Macinare manualmente i dischi fogliari fino a lisci con un'asta di plastica. Lasciare il tubo indisturbato per 10 minuti. Il surnatante viene successivamente applicato all'amplificazione del DNA.
Per l'amplificazione isotermica del DNA, aggiungere un microlitro di surnatante dal punto 2.3 e un microlitro di acetato di magnesio nella soluzione B e mescolare bene. In laboratorio, incubarli in una semplice incubatrice a 37 gradi per 15 minuti. Per visualizzare i risultati, aggiungere 10 microlitri della miscela dal punto 3.2 nella soluzione C e mescolare bene.
Incubali nell'incubatore a 37 gradi per 60 minuti. Indossare una maschera e osservare il segnale di fluorescenza verde attraverso un dispositivo di rilevamento fluorescente portatile. Per testare la specificità di CLas-DETECTR, prime colonie pure di Agrobacterium tumefaciens GV3101, Xanthomonas citri subsp.
Citri, che è il patogeno del cancro degli agrumi, e Burkholderia stabilis ceppo 1440 isolato nel nostro laboratorio sono stati utilizzati per estrarre il loro DNA genomico. Quindi questo DNA genomico di tre batteri e il DNA genomico delle foglie di Newhall CLas-positive sono stati sottoposti al test CLas-DETECTR. Per testare la sensibilità di CLas-DETECTR, sono state rilevate una serie di diluizioni di frammenti di DNA CLas utilizzando PCR, CLas-DETECTR e qPCR come descritto nel protocollo Dopo la specificità e il test di sensibilità, è stato utilizzato il metodo CLas-DETECTR per rilevare la presenza di CLas in campo.
Campioni di foglie raccolti dall'albero di arancio dolce di Newhall coltivato nel vivaio di risorse di germoplasma nel campus della Gannan Normal University, Jiangxi, Cina. È stato applicato anche qPCR, un convincente metodo di rilevamento CLas solitamente utilizzato in laboratorio. I campioni di foglie dell'albero Newhall infetto da HLB e non infetto da HLB, in cui è stata confermata la presenza di CLas nel nostro laboratorio, sono stati sottoposti al test CLas-DETECTR.

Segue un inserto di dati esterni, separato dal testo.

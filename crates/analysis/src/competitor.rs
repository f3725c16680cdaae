//! Competitor report assembly.

use tubescope_types::{ChannelMeta, CompetitorReport, TagCount, UploadCadence, VideoRecord};

use crate::heatmap::average_days_between_uploads;
use crate::metrics::compute_metrics;

const TOP_CATEGORY_COUNT: usize = 5;
const BEST_VIDEO_COUNT: usize = 5;

/// Assemble a competitor report from channel metadata and a sampled window
/// of its recent uploads.
///
/// An empty sample is not an error: the report carries zeroed metrics and
/// empty lists, signaling "no data yet" to the caller.
pub fn build_competitor_report(channel: ChannelMeta, videos: &[VideoRecord]) -> CompetitorReport {
    let metrics = compute_metrics(videos);

    // Tag frequencies, flattened across the sample. Insertion order keeps
    // ties stable when sorting by count.
    let mut tag_counts: Vec<(String, u64)> = Vec::new();
    for video in videos {
        for tag in &video.tags {
            match tag_counts.iter_mut().find(|(t, _)| t == tag) {
                Some((_, n)) => *n += 1,
                None => tag_counts.push((tag.clone(), 1)),
            }
        }
    }
    tag_counts.sort_by(|a, b| b.1.cmp(&a.1));
    let top_categories = tag_counts
        .into_iter()
        .take(TOP_CATEGORY_COUNT)
        .map(|(tag, count)| TagCount { tag, count })
        .collect();

    // sort_by is stable, so videos with equal view counts keep their
    // original relative order.
    let mut best_videos = videos.to_vec();
    best_videos.sort_by(|a, b| b.view_count.cmp(&a.view_count));
    best_videos.truncate(BEST_VIDEO_COUNT);

    let timestamps: Vec<_> = videos.iter().map(|v| v.published_at).collect();
    let upload_cadence = UploadCadence {
        average_days_between_uploads: average_days_between_uploads(&timestamps),
    };

    CompetitorReport {
        channel,
        metrics,
        top_categories,
        best_videos,
        upload_cadence,
    }
}
//! Keyword and competitor metrics engine.
//!
//! Every function in this crate is a pure, synchronous computation over
//! already-fetched records. Fetching and persistence live elsewhere; the
//! caller hands in a slice, gets a value back.

pub mod competitor;
pub mod heatmap;
pub mod keywords;
pub mod metrics;
pub mod niche;

pub use self::competitor::build_competitor_report;
pub use self::heatmap::{average_days_between_uploads, build_heatmap};
pub use self::keywords::extract_related;
pub use self::metrics::compute_metrics;
pub use self::niche::{classify_difficulty, niche_score};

Il segnale di fluorescenza verde è stato catturato nel campione infetto da HLB, ma non nel controllo HLB-non infetto e negativo. Abbiamo determinato la specificità di CLas-DETECTR utilizzando acidi nucleici estratti da altri batteri. Nel test CLas-DETECTR, solo il gDNA estratto dalle foglie di Newhall CLas-positive ha dimostrato segnali fluorescenti verdi.

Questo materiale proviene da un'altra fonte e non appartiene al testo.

//! TubeScope REST API Library
//!
//! Provides handlers and router configuration for the keyword and
//! competitor analytics API.

pub mod auth;
pub mod handlers;
pub mod router;


pub use self::auth::AuthConfig;
pub use self::handlers::*;
pub use self::router::create_router;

Il gDNA estratto da Agrobacterium tumefaciens GV3101, Xanthomonas citri subsp. citri e Burkholderia stabilis ceppo 1440 non lo ha fatto, il che significa che CLas-DETECTR può rilevare CLas in modo specifico. Abbiamo anche testato la sensibilità di CLas-DETECTR utilizzando una serie di diluizioni del DNA CLas, elencate nel protocollo.
La PCR può rilevare 201 copie per megalitro. D'altra parte, CLas-DETECTR può rilevare 2,01 copie per megalitro, suggerendo la sua disponibilità come diagnostica di campo sensibile. qPCR può rilevare 0,201 copie per megalitro e il valore Ct è superiore a 36.
Quindi CLas-DETECTR è due ordini di grandezza più sensibile della PCR tradizionale e un ordine di grandezza meno sensibile della qPCR quando sono stati utilizzati ampliconi specifici CLas diluiti. Infine, ha riesaminato la fattibilità del CLas-DETECTR per i campioni sul campo e ha confrontato la sua sensibilità con la qPCR. In cifre, vediamo.
Possiamo vedere che il valore Ct è superiore a 36 quando la concentrazione di CLas è inferiore a 0,2 copie per megalitro, che è una concentrazione molto bassa. Tra i 15 campioni, il valore Ct dei campioni 1, 2, 3, 4, 8, 10, 13 e 14 rilevati da qPCR era inferiore a 36. È stato osservato un apparente segnale di fluorescenza verde.
D'altra parte, quando il valore Ct dei campioni 6, 7, 9, 12 e 15 rilevati da qPCR era indeterminato, non è stato osservato alcun segnale fluorescente verde. Inoltre, sono stati osservati deboli segnali fluorescenti verdi quando il valore CT dei campioni 5 e 11 rilevati dalla qPCR era superiore a 36. I risultati suggeriscono che la nostra piattaforma è uno strumento rapido, robusto e sensibile per la diagnosi HLB sul campo.